At a high level, the Nuon platform consists of a Control Plane, remotely controlling Runners deployed into different accounts. The Control Plane does not send commands to the Runners. Instead, the Runners poll the Control Plane, waiting to be told to run a job. This allows the Control Plane to orchestrate jobs for all the Runners, without having any access to the accounts the Runners are hosted in. No cross-account access is required to provision, maintain, and deprovision an install. runner-architecture Now that you have a high-level view of the architecture, let’s dive into the details.

The Nuon Runner

The Runner itself is pretty simple. It is a stateless, stand-alone Golang binary, and it does three things:
  1. Polls the Control Plane for jobs.
  2. Runs jobs.
  3. Pipes logs from those jobs to the Control Plane.
These are logs from the job itself, such as the output from helm install or terraform apply. These are not application logs. The Runner does not collect logs from your application.
The level of access the runner has within the customer account can be controlled via permissions and policies. It can also be disabled and re-enabled by the customer if they don’t want it running at all times.

The Nuon Control Plane

The Control Plane is a more complex piece of machinery than the Runner. It is capable of orchestrating and monitoring jobs across many numbers of Runners, and acts as a single pane of glass across all of your app installs in all of your customer’s environments.

The Control API

The central component of the Control Plane is the Control API. This is the interface used to orchestrate and inspect apps, installs, and jobs. The Dashboard and CLI are built on top of this, and you can integrate with it yourself to build custom interfaces for both internal and customer use.
The Control Plane is multi-tennant, although we do logically isolate data and resources by org. However, we are working on providing Nuon itself as a BYOC app. If you are interested in the BYOC version of the Nuon Control Plane, please reach out to us.

The Runner API

We maintain a separate API for Runners to interact with. This is the API they poll for jobs, and write logs and metrics to.

The Build Runner

The first step to provisioning your app components in an install is building an OCI artifact for Runners to pull.

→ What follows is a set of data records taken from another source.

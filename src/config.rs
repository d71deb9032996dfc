//! Layered configuration for the MarketLens client.
//!
//! Settings are resolved file → environment → CLI flag, the same way for
//! every value:
//!
//! ```toml
//! [api]
//! base_url = "http://localhost:8000"
//! timeout_secs = 60
//! max_retries = 0
//!
//! [storage]
//! dir = "/home/me/.local/share/marketlens"
//! ```
//!
//! | Value          | Env var                   | CLI flag        |
//! |----------------|---------------------------|-----------------|
//! | `base_url`     | `MARKETLENS_API_URL`      | `--api-url`     |
//! | `timeout_secs` | `MARKETLENS_TIMEOUT_SECS` | -               |
//! | `storage.dir`  | `MARKETLENS_STORAGE_DIR`  | `--storage-dir` |

use anyhow::{Context, Result};
use serde::{Deserialize, Serialize};
use std::path::{Path, PathBuf};
use std::time::Duration;

pub const CONFIG_FILE_NAME: &str = "marketlens.toml";
const APP_DIR_NAME: &str = "marketlens";

pub const ENV_API_URL: &str = "MARKETLENS_API_URL";
pub const ENV_TIMEOUT_SECS: &str = "MARKETLENS_TIMEOUT_SECS";
pub const ENV_STORAGE_DIR: &str = "MARKETLENS_STORAGE_DIR";

/// Remote service settings.
#[derive(Debug, Clone, Serialize, Deserialize)]
pub struct ApiSection {
    #[serde(default = "default_base_url")]
    pub base_url: String,
    #[serde(default = "default_timeout_secs")]
    pub timeout_secs: u64,
    /// Retries for idempotent calls on connectivity failures only
    #[serde(default)]
    pub max_retries: u32,
}

fn default_base_url() -> String {
    "http://localhost:8000".to_string()
}

fn default_timeout_secs() -> u64 {
    60
}

impl Default for ApiSection {
    fn default() -> Self {
        Self {
            base_url: default_base_url(),
            timeout_secs: default_timeout_secs(),
            max_retries: 0,
        }
    }
}

/// Durable session storage settings.
#[derive(Debug, Clone, Default, Serialize, Deserialize)]
pub struct StorageSection {
    #[serde(default)]
    pub dir: Option<PathBuf>,
}

/// The complete marketlens.toml structure.
#[derive(Debug, Clone, Default, Serialize, Deserialize)]
pub struct ConfigFile {
    #[serde(default)]
    pub api: ApiSection,
    #[serde(default)]
    pub storage: StorageSection,
}

impl ConfigFile {
    pub fn load(path: &Path) -> Result<Self> {
        let content = std::fs::read_to_string(path)
            .with_context(|| format!("Failed to read config file: {}", path.display()))?;
        Self::parse(&content)
    }

    pub fn parse(content: &str) -> Result<Self> {
        toml::from_str(content).context("Failed to parse marketlens.toml")
    }

    /// Returns the default configuration if the file doesn't exist.
    pub fn load_or_default(path: &Path) -> Result<Self> {
        if path.exists() {
            Self::load(path)
        } else {
            Ok(Self::default())
        }
    }

    pub fn save(&self, path: &Path) -> Result<()> {
        if let Some(parent) = path.parent() {
            std::fs::create_dir_all(parent)
                .with_context(|| format!("Failed to create config dir: {}", parent.display()))?;
        }
        let content =
            toml::to_string_pretty(self).context("Failed to serialize marketlens.toml")?;
        std::fs::write(path, content)
            .with_context(|| format!("Failed to write config file: {}", path.display()))?;
        Ok(())
    }
}

/// CLI-level overrides, highest precedence.
#[derive(Debug, Clone, Default)]
pub struct CliOverrides {
    pub api_url: Option<String>,
    pub storage_dir: Option<PathBuf>,
}

/// Effective runtime settings.
#[derive(Debug, Clone, PartialEq, Eq, Serialize)]
pub struct Settings {
    pub base_url: String,
    pub timeout_secs: u64,
    pub max_retries: u32,
    pub storage_dir: PathBuf,
}

impl Settings {
    /// Default location of marketlens.toml.
    pub fn default_config_path() -> PathBuf {
        dirs::config_dir()
            .unwrap_or_else(|| PathBuf::from("."))
            .join(APP_DIR_NAME)
            .join(CONFIG_FILE_NAME)
    }

    /// Default directory for the persisted session.
    pub fn default_storage_dir() -> PathBuf {
        dirs::data_dir()
            .unwrap_or_else(|| PathBuf::from("."))
            .join(APP_DIR_NAME)
    }

    /// Load settings from `config_path` (or the default path), then apply
    /// environment and CLI overrides.
    pub fn load(config_path: Option<&Path>, cli: &CliOverrides) -> Result<Self> {
        let path = config_path
            .map(Path::to_path_buf)
            .unwrap_or_else(Self::default_config_path);
        let file = ConfigFile::load_or_default(&path)?;
        Self::resolve(file, |key| std::env::var(key).ok(), cli)
    }

    /// Resolve the layers with an injectable environment lookup.
    pub fn resolve(
        file: ConfigFile,
        env: impl Fn(&str) -> Option<String>,
        cli: &CliOverrides,
    ) -> Result<Self> {
        let base_url = cli
            .api_url
            .clone()
            .or_else(|| env(ENV_API_URL))
            .unwrap_or(file.api.base_url);

        let timeout_secs = match env(ENV_TIMEOUT_SECS) {
            Some(raw) => raw.trim().parse::<u64>().with_context(|| {
                format!(
                    "{} must be a number of seconds, got '{}'",
                    ENV_TIMEOUT_SECS, raw
                )
            })?,
            None => file.api.timeout_secs,
        };

        let storage_dir = cli
            .storage_dir
            .clone()
            .or_else(|| env(ENV_STORAGE_DIR).map(PathBuf::from))
            .or(file.storage.dir)
            .unwrap_or_else(Self::default_storage_dir);

        Ok(Self {
            base_url: base_url.trim_end_matches('/').to_string(),
            timeout_secs,
            max_retries: file.api.max_retries,
            storage_dir,
        })
    }

    pub fn timeout(&self) -> Duration {
        Duration::from_secs(self.timeout_secs)
    }

    /// Human-readable warnings about suspicious values.
    pub fn validate(&self) -> Vec<String> {
        let mut warnings = Vec::new();
        match reqwest::Url::parse(&self.base_url) {
            Ok(url) if matches!(url.scheme(), "http" | "https") => {}
            Ok(url) => warnings.push(format!(
                "api.base_url uses unsupported scheme '{}'",
                url.scheme()
            )),
            Err(e) => warnings.push(format!(
                "api.base_url '{}' is not a URL: {}",
                self.base_url, e
            )),
        }
        if self.timeout_secs == 0 {
            warnings.push("api.timeout_secs is 0; every request will time out".to_string());
        }
        if self.max_retries > 5 {
            warnings.push(format!(
                "api.max_retries = {} is unusually high",
                self.max_retries
            ));
        }
        warnings
    }
}

#[cfg(test)]
mod tests {
    use super::*;
    use std::collections::HashMap;
    use tempfile::tempdir;

    fn no_env(_: &str) -> Option<String> {
        None
    }

    #[test]
    fn test_defaults_when_file_empty() {
        let file = ConfigFile::parse("").unwrap();
        let settings = Settings::resolve(file, no_env, &CliOverrides::default()).unwrap();
        assert_eq!(settings.base_url, "http://localhost:8000");
        assert_eq!(settings.timeout_secs, 60);
        assert_eq!(settings.max_retries, 0);
        assert_eq!(settings.storage_dir, Settings::default_storage_dir());
    }

    #[test]
    fn test_file_values_are_used() {
        let file = ConfigFile::parse(
            r#"
            [api]
            base_url = "https://api.example.com/"
            timeout_secs = 15
            max_retries = 2

            [storage]
            dir = "/tmp/ml"
            "#,
        )
        .unwrap();
        let settings = Settings::resolve(file, no_env, &CliOverrides::default()).unwrap();
        assert_eq!(settings.base_url, "https://api.example.com");
        assert_eq!(settings.timeout_secs, 15);
        assert_eq!(settings.max_retries, 2);
        assert_eq!(settings.storage_dir, PathBuf::from("/tmp/ml"));
    }

    #[test]
    fn test_env_overrides_file_and_cli_overrides_env() {
        let file = ConfigFile::parse("[api]\nbase_url = \"http://file\"\n").unwrap();
        let env: HashMap<&str, &str> = [
            (ENV_API_URL, "http://env"),
            (ENV_TIMEOUT_SECS, "7"),
            (ENV_STORAGE_DIR, "/env/dir"),
        ]
        .into_iter()
        .collect();
        let lookup = |k: &str| env.get(k).map(|v| v.to_string());

        let settings =
            Settings::resolve(file.clone(), lookup, &CliOverrides::default()).unwrap();
        assert_eq!(settings.base_url, "http://env");
        assert_eq!(settings.timeout_secs, 7);
        assert_eq!(settings.storage_dir, PathBuf::from("/env/dir"));

        let cli = CliOverrides {
            api_url: Some("http://cli".to_string()),
            storage_dir: Some(PathBuf::from("/cli/dir")),
        };
        let settings = Settings::resolve(file, lookup, &cli).unwrap();
        assert_eq!(settings.base_url, "http://cli");
        assert_eq!(settings.storage_dir, PathBuf::from("/cli/dir"));
    }

    #[test]
    fn test_bad_timeout_env_is_an_error() {
        let lookup = |k: &str| (k == ENV_TIMEOUT_SECS).then(|| "soon".to_string());
        let err = Settings::resolve(ConfigFile::default(), lookup, &CliOverrides::default())
            .unwrap_err();
        assert!(err.to_string().contains(ENV_TIMEOUT_SECS));
    }

    #[test]
    fn test_invalid_toml_is_an_error() {
        assert!(ConfigFile::parse("[api\nbase_url=").is_err());
    }

    #[test]
    fn test_save_then_load() {
        let dir = tempdir().unwrap();
        let path = dir.path().join("nested").join(CONFIG_FILE_NAME);
        let mut file = ConfigFile::default();
        file.api.timeout_secs = 42;
        file.save(&path).unwrap();

        let loaded = ConfigFile::load_or_default(&path).unwrap();
        assert_eq!(loaded.api.timeout_secs, 42);
    }

    #[test]
    fn test_load_or_default_missing_file() {
        let dir = tempdir().unwrap();
        let loaded = ConfigFile::load_or_default(&dir.path().join("missing.toml")).unwrap();
        assert_eq!(loaded.api.base_url, "http://localhost:8000");
    }

    #[test]
    fn test_validate_flags_bad_values() {
        let settings = Settings {
            base_url: "ftp://example.com".to_string(),
            timeout_secs: 0,
            max_retries: 9,
            storage_dir: PathBuf::from("/tmp"),
        };
        let warnings = settings.validate();
        assert_eq!(warnings.len(), 3);
        assert!(warnings[0].contains("ftp"));
    }

    #[test]
    fn test_validate_clean_settings() {
        let settings =
            Settings::resolve(ConfigFile::default(), no_env, &CliOverrides::default()).unwrap();
        assert!(settings.validate().is_empty());
    }
}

Because all of your Installs will be using the same artifacts, we provision a Build Runner for you in the Control Plane. This is exactly the same executable used in Installs, and it works exactly the same way, except it only runs build jobs. This is the only part of the Control Plane that touches your source code and build artifacts.
While the rest of the Control Plane is multi-tennant, Build Runners are always single-tennant. Each Runner is deployed to its own host and does not share any resources with other Runners.